** The data follows **
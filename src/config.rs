use directories::ProjectDirs;
use serde::{Deserialize, Serialize};
use std::env;
use std::fs;
use std::io;
use std::path::{Path, PathBuf};

/// Overrides the platform data directory, mainly for tests and portable setups.
pub const HOME_ENV: &str = "HUSTLEHUB_HOME";

const CONFIG_FILE: &str = "config.yml";
const DEFAULT_DATA_FILE: &str = "jobs.json";
const DEFAULT_LOG_FILE: &str = "hustlehub.log";
const DEFAULT_LOG_LEVEL: &str = "info";

#[derive(Debug, thiserror::Error)]
pub enum ConfigError {
    #[error("could not locate a data directory; set {} to choose one", HOME_ENV)]
    NoHome,
    #[error("could not read {}: {source}", .path.display())]
    Read { path: PathBuf, source: io::Error },
    #[error("invalid config file {}: {source}", .path.display())]
    Parse {
        path: PathBuf,
        source: serde_yaml::Error,
    },
}

/// Where HustleHub keeps its files.
#[derive(Debug, Clone, PartialEq, Eq)]
pub struct AppPaths {
    root: PathBuf,
}

impl AppPaths {
    pub fn discover() -> Result<Self, ConfigError> {
        if let Some(home) = env::var_os(HOME_ENV).filter(|value| !value.is_empty()) {
            return Ok(AppPaths::at(home));
        }
        let dirs = ProjectDirs::from("", "", "hustlehub").ok_or(ConfigError::NoHome)?;
        Ok(AppPaths::at(dirs.data_dir()))
    }

    pub fn at(root: impl Into<PathBuf>) -> Self {
        AppPaths { root: root.into() }
    }

    pub fn config_file(&self) -> PathBuf {
        self.root.join(CONFIG_FILE)
    }

    /// Relative paths are taken relative to the root.
    pub fn resolve(&self, path: &Path) -> PathBuf {
        if path.is_absolute() {
            path.to_path_buf()
        } else {
            self.root.join(path)
        }
    }
}

/// Contents of `config.yml`. Every key is optional.
#[derive(Debug, Clone, Default, PartialEq, Eq, Serialize, Deserialize)]
#[serde(default)]
pub struct Settings {
    pub data_file: Option<PathBuf>,
    pub log_level: Option<String>,
    pub log_file: Option<PathBuf>,
}

impl Settings {
    /// Reads the config file; a missing file means defaults.
    pub fn load(path: &Path) -> Result<Self, ConfigError> {
        let text = match fs::read_to_string(path) {
            Ok(text) => text,
            Err(err) if err.kind() == io::ErrorKind::NotFound => return Ok(Settings::default()),
            Err(source) => {
                return Err(ConfigError::Read {
                    path: path.to_path_buf(),
                    source,
                })
            }
        };
        if text.trim().is_empty() {
            return Ok(Settings::default());
        }
        serde_yaml::from_str(&text).map_err(|source| ConfigError::Parse {
            path: path.to_path_buf(),
            source,
        })
    }
}

/// Fully resolved runtime configuration.
#[derive(Debug, Clone, PartialEq, Eq)]
pub struct Config {
    pub data_file: PathBuf,
    pub log_file: PathBuf,
    pub log_level: String,
}

impl Config {
    pub fn load(data_override: Option<PathBuf>) -> Result<Self, ConfigError> {
        let paths = AppPaths::discover()?;
        let settings = Settings::load(&paths.config_file())?;
        Ok(Config::from_parts(paths, settings, data_override))
    }

    pub fn from_parts(paths: AppPaths, settings: Settings, data_override: Option<PathBuf>) -> Self {
        let data_file = match data_override {
            Some(path) => path,
            None => paths.resolve(
                settings
                    .data_file
                    .as_deref()
                    .unwrap_or(Path::new(DEFAULT_DATA_FILE)),
            ),
        };
        let log_file = paths.resolve(
            settings
                .log_file
                .as_deref()
                .unwrap_or(Path::new(DEFAULT_LOG_FILE)),
        );
        let log_level = settings
            .log_level
            .filter(|level| !level.trim().is_empty())
            .unwrap_or_else(|| DEFAULT_LOG_LEVEL.to_string());
        Config {
            data_file,
            log_file,
            log_level,
        }
    }
}

#[cfg(test)]
mod tests {
    use super::*;
    use tempfile::TempDir;

    #[test]
    fn defaults_live_under_the_root() {
        let paths = AppPaths::at("/srv/hustle");
        let config = Config::from_parts(paths, Settings::default(), None);
        assert_eq!(config.data_file, PathBuf::from("/srv/hustle/jobs.json"));
        assert_eq!(config.log_file, PathBuf::from("/srv/hustle/hustlehub.log"));
        assert_eq!(config.log_level, "info");
    }

    #[test]
    fn settings_and_override_take_precedence() {
        let settings = Settings {
            data_file: Some(PathBuf::from("data/applications.json")),
            log_level: Some("debug".into()),
            log_file: Some(PathBuf::from("/var/log/hustle.log")),
        };
        let config = Config::from_parts(AppPaths::at("/srv/hustle"), settings.clone(), None);
        assert_eq!(
            config.data_file,
            PathBuf::from("/srv/hustle/data/applications.json")
        );
        assert_eq!(config.log_file, PathBuf::from("/var/log/hustle.log"));
        assert_eq!(config.log_level, "debug");

        let overridden = Config::from_parts(
            AppPaths::at("/srv/hustle"),
            settings,
            Some(PathBuf::from("elsewhere.json")),
        );
        assert_eq!(overridden.data_file, PathBuf::from("elsewhere.json"));
    }

    #[test]
    fn reads_yaml_settings() {
        let dir = TempDir::new().unwrap();
        let paths = AppPaths::at(dir.path());
        fs::write(
            paths.config_file(),
            "data_file: mine.json\nlog_level: warn\n",
        )
        .unwrap();
        let settings = Settings::load(&paths.config_file()).unwrap();
        assert_eq!(settings.data_file, Some(PathBuf::from("mine.json")));
        assert_eq!(settings.log_level.as_deref(), Some("warn"));
        assert_eq!(settings.log_file, None);
    }

    #[test]
    fn missing_or_empty_config_means_defaults() {
        let dir = TempDir::new().unwrap();
        let paths = AppPaths::at(dir.path());
        assert_eq!(
            Settings::load(&paths.config_file()).unwrap(),
            Settings::default()
        );
        fs::write(paths.config_file(), "  \n").unwrap();
        assert_eq!(
            Settings::load(&paths.config_file()).unwrap(),
            Settings::default()
        );
    }

    #[test]
    fn invalid_yaml_is_reported() {
        let dir = TempDir::new().unwrap();
        let paths = AppPaths::at(dir.path());
        fs::write(paths.config_file(), "log_level: [unclosed").unwrap();
        assert!(matches!(
            Settings::load(&paths.config_file()),
            Err(ConfigError::Parse { .. })
        ));
    }
}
** End of The data **
Assigned task | For each line of the data that includes the word "Parse", return a copy of it.

Exercise output |
    Parse {
        serde_yaml::from_str(&text).map_err(|source| ConfigError::Parse {
            Err(ConfigError::Parse { .. })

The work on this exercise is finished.